[RFCv2 0/2] gitweb: patch view

[RFCv2 0/2] gitweb: patch view

[Giuseppe Bilotta]

Another go at the patch view feature. I'm marking this as RFC because
there are still a couple of points that need to be agreed on, esp. wrt
to the patch limiting and the insertion of extra X-Git-* email headers.

Giuseppe Bilotta (2):
  gitweb: add patch view
  gitweb: links to patch action in commitdiff and shortlog view

 Makefile           |    2 ++
 gitweb/gitweb.perl |   39 +++++++++++++++++++++++++++++++++++++--
 2 files changed, 39 insertions(+), 2 deletions(-)

[RFCv2 1/2] gitweb: add patch view

[Giuseppe Bilotta]

The manually-built email format in commitdiff_plain output is not
appropriate for feeding git-am, because of two limitations:
 * when a range of commits is specified, commitdiff_plain publishes a
   single patch with the message from the first commit, instead of a
   patchset,
 * in either case, the patch summary is replicated both as email subject
   and as first line of the email itself, resulting in a doubled summary
   if the output is fed to git-am.

We thus create a new view that can be fed to git-am directly by exposing
the output of git format-patch directly.

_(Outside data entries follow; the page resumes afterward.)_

//! Grammar parser (§4.1, §4.2): turns source text into a flat [`NodeList`].
//!
//! The grammar has no recursive-descent need for a real parse tree — a
//! single left-to-right walk with a `(level, parent_id)` stack produces the
//! flat, parse-ordered node list the layout compiler wants directly.

use super::ast::{NodeList, ParsedNode};
use crate::error::ParseError;
use crate::value::Parameter;
use std::collections::HashMap;

const WHITESPACE: [char; 6] = [' ', '\t', '\r', '\n', '\x0c', '\x0b'];

/// Parse `source` into a [`NodeList`], resolving type names against
/// `type_index` (name → registered index, built by [`crate::registry::TypeRegistry`]).
pub fn parse(source: &str, type_index: &HashMap<String, u16>) -> Result<NodeList, ParseError> {
    let chars: Vec<char> = source.chars().filter(|c| !WHITESPACE.contains(c)).collect();
    let mut p = Parser {
        chars,
        pos: 0,
        stack: vec![(0u32, 0u32)],
        nodes: Vec::new(),
        next_id: 1,
    };
    p.run(type_index)?;
    if p.stack.len() > 1 {
        return Err(ParseError::UnclosedChildren);
    }
    Ok(NodeList { nodes: p.nodes })
}

struct Parser {
    chars: Vec<char>,
    pos: usize,
    /// `(level, parent_node_id)`, base frame `(0, 0)` for root children.
    stack: Vec<(u32, u32)>,
    nodes: Vec<ParsedNode>,
    next_id: u32,
}

impl Parser {
    fn run(&mut self, type_index: &HashMap<String, u16>) -> Result<(), ParseError> {
        while self.pos < self.chars.len() {
            match self.chars[self.pos] {
                ']' => {
                    while self.pos < self.chars.len() && self.chars[self.pos] == ']' {
                        if self.stack.len() <= 1 {
                            return Err(ParseError::UnbalancedChildren(self.pos));
                        }
                        self.stack.pop();
                        self.pos += 1;
                    }
                    if self.pos < self.chars.len() && self.chars[self.pos] == ',' {
                        self.pos += 1;
                    }
                }
                ',' => {
                    self.pos += 1;
                }
                _ => self.parse_node(type_index)?,
            }
        }
        Ok(())
    }

    fn parse_node(&mut self, type_index: &HashMap<String, u16>) -> Result<(), ParseError> {
        let name_start = self.pos;
        while self.pos < self.chars.len() && !matches!(self.chars[self.pos], '(' | '[' | ']' | ',')
        {
            self.pos += 1;
        }
        let name: String = self.chars[name_start..self.pos].iter().collect();
        if name.is_empty() {
            return Err(ParseError::EmptyName);
        }
        let type_idx = *type_index
            .get(&name)
            .ok_or_else(|| ParseError::UnknownType(name.clone()))?;

        let params = if self.pos < self.chars.len() && self.chars[self.pos] == '(' {
            self.parse_params()?
        } else {
            Vec::new()
        };

        let (level, parent) = *self.stack.last().unwrap();
        let node_id = self.next_id;
        self.next_id += 1;
        self.nodes.push(ParsedNode {
            node_id,
            type_idx,
            level,
            parent,
            params,
        });

        if self.pos < self.chars.len() && self.chars[self.pos] == '[' {
            self.pos += 1;
            self.stack.push((level + 1, node_id));
            return Ok(());
        }

        if self.pos < self.chars.len() && !matches!(self.chars[self.pos], ']' | ',') {
            return Err(ParseError::InvalidCharacter(self.pos));
        }
        Ok(())
    }

    /// Parse `(` ParamList? `)`, tracking paren depth so param text may in
    /// principle nest parens (§4.1) even though no literal payload does.
    fn parse_params(&mut self) -> Result<Vec<Parameter>, ParseError> {
        debug_assert_eq!(self.chars[self.pos], '(');
        let open = self.pos;
        let mut depth = 0i32;
        let mut end = None;
        let mut i = open;
        while i < self.chars.len() {
            match self.chars[i] {
                '(' => depth += 1,
                ')' => {
                    depth -= 1;
                    if depth == 0 {
                        end = Some(i);
                        break;
                    }
                }
                _ => {}
            }
            i += 1;
        }
        let end = end.ok_or(ParseError::InvalidCharacter(open))?;
        let inner: String = self.chars[open + 1..end].iter().collect();
        self.pos = end + 1;

        if inner.is_empty() {
            return Ok(Vec::new());
        }
        inner
            .split(',')
            .map(|tok| parse_param_token(tok, open))
            .collect()
    }
}

fn parse_param_token(tok: &str, at: usize) -> Result<Parameter, ParseError> {
    match tok {
        "true" => Ok(Parameter::Bool(true)),
        "false" => Ok(Parameter::Bool(false)),
        _ if tok.starts_with('$') => tok[1..]
            .parse::<u32>()
            .map(Parameter::Dyn)
            .map_err(|_| ParseError::InvalidCharacter(at)),
        _ if tok.contains('.') || tok.contains('f') => tok
            .trim_end_matches('f')
            .parse::<f32>()
            .map(Parameter::Float)
            .map_err(|_| ParseError::InvalidCharacter(at)),
        _ => tok
            .parse::<i32>()
            .map(Parameter::Int)
            .map_err(|_| ParseError::InvalidCharacter(at)),
    }
}

#[cfg(test)]
mod tests {
    use super::*;

    fn types(names: &[&str]) -> HashMap<String, u16> {
        names
            .iter()
            .enumerate()
            .map(|(i, n)| (n.to_string(), i as u16))
            .collect()
    }

    #[test]
    fn minimal_single_node() {
        let t = types(&["Task"]);
        let list = parse("Task", &t).unwrap();
        assert_eq!(list.nodes.len(), 1);
        assert_eq!(list.nodes[0].parent, 0);
        assert_eq!(list.nodes[0].level, 0);
    }

    #[test]
    fn nested_children_and_params() {
        let t = types(&["TaskA", "TaskB", "TaskC"]);
        let list = parse("TaskA($0)[TaskB(5)[TaskA, TaskB]] TaskA[TaskC]", &t).unwrap();
        assert_eq!(list.nodes.len(), 6);
        assert_eq!(list.nodes[0].params, vec![Parameter::Dyn(0)]);
        assert_eq!(list.nodes[1].params, vec![Parameter::Int(5)]);
        assert_eq!(list.nodes[1].parent, list.nodes[0].node_id);
        assert_eq!(list.nodes[1].level, 1);
        // TaskA[TaskC] at top level is a fresh root with no explicit comma.
        let root_ids: Vec<_> = list.root_children().map(|n| n.node_id).collect();
        assert_eq!(root_ids.len(), 2);
    }

    #[test]
    fn unknown_type() {
        let t = types(&["Task"]);
        assert_eq!(
            parse("Tas", &t).unwrap_err(),
            ParseError::UnknownType("Tas".to_string())
        );
    }

    #[test]
    fn deep_linear_nesting() {
        let t = types(&["Task"]);
        let mut src = String::new();
        for _ in 0..16 {
            src.push_str("Task[");
        }
        src.push_str("Task");
        for _ in 0..16 {
            src.push(']');
        }
        let list = parse(&src, &t).unwrap();
        assert_eq!(list.nodes.len(), 17);
        for (i, n) in list.nodes.iter().enumerate() {
            assert_eq!(n.level, i as u32);
            if i == 0 {
                assert_eq!(n.parent, 0);
            } else {
                assert_eq!(n.parent, list.nodes[i - 1].node_id);
            }
        }
    }

    #[test]
    fn empty_forest() {
        let t = types(&["Task"]);
        let list = parse("", &t).unwrap();
        assert!(list.nodes.is_empty());
    }

    #[test]
    fn unbalanced_close() {
        let t = types(&["Task"]);
        assert!(matches!(
            parse("Task]", &t).unwrap_err(),
            ParseError::UnbalancedChildren(_)
        ));
    }

    #[test]
    fn unclosed_children() {
        let t = types(&["Task"]);
        assert_eq!(
            parse("Task[Task", &t).unwrap_err(),
            ParseError::UnclosedChildren
        );
    }

    #[test]
    fn static_and_dynamic_params() {
        let t = types(&["TaskA", "TaskB", "TaskC"]);
        let list = parse("TaskA($0)[TaskB($1), TaskC($2)] TaskA($3)", &t).unwrap();
        assert_eq!(list.nodes[0].params, vec![Parameter::Dyn(0)]);
        assert_eq!(list.nodes[1].params, vec![Parameter::Dyn(1)]);
        assert_eq!(list.nodes[2].params, vec![Parameter::Dyn(2)]);
        assert_eq!(list.nodes[3].params, vec![Parameter::Dyn(3)]);
    }
}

This allows patch exchange and
submission via gitweb. A hard limit (configurable, defaults to 100) is
imposed on the number of commits which will be included in a patchset,
to prevent DoS attacks on the server.

Signed-off-by: Giuseppe Bilotta <giuseppe.bilotta@gmail.com>
---
 Makefile           |    2 ++
 gitweb/gitweb.perl |   30 +++++++++++++++++++++++++++++-
 2 files changed, 31 insertions(+), 1 deletions(-)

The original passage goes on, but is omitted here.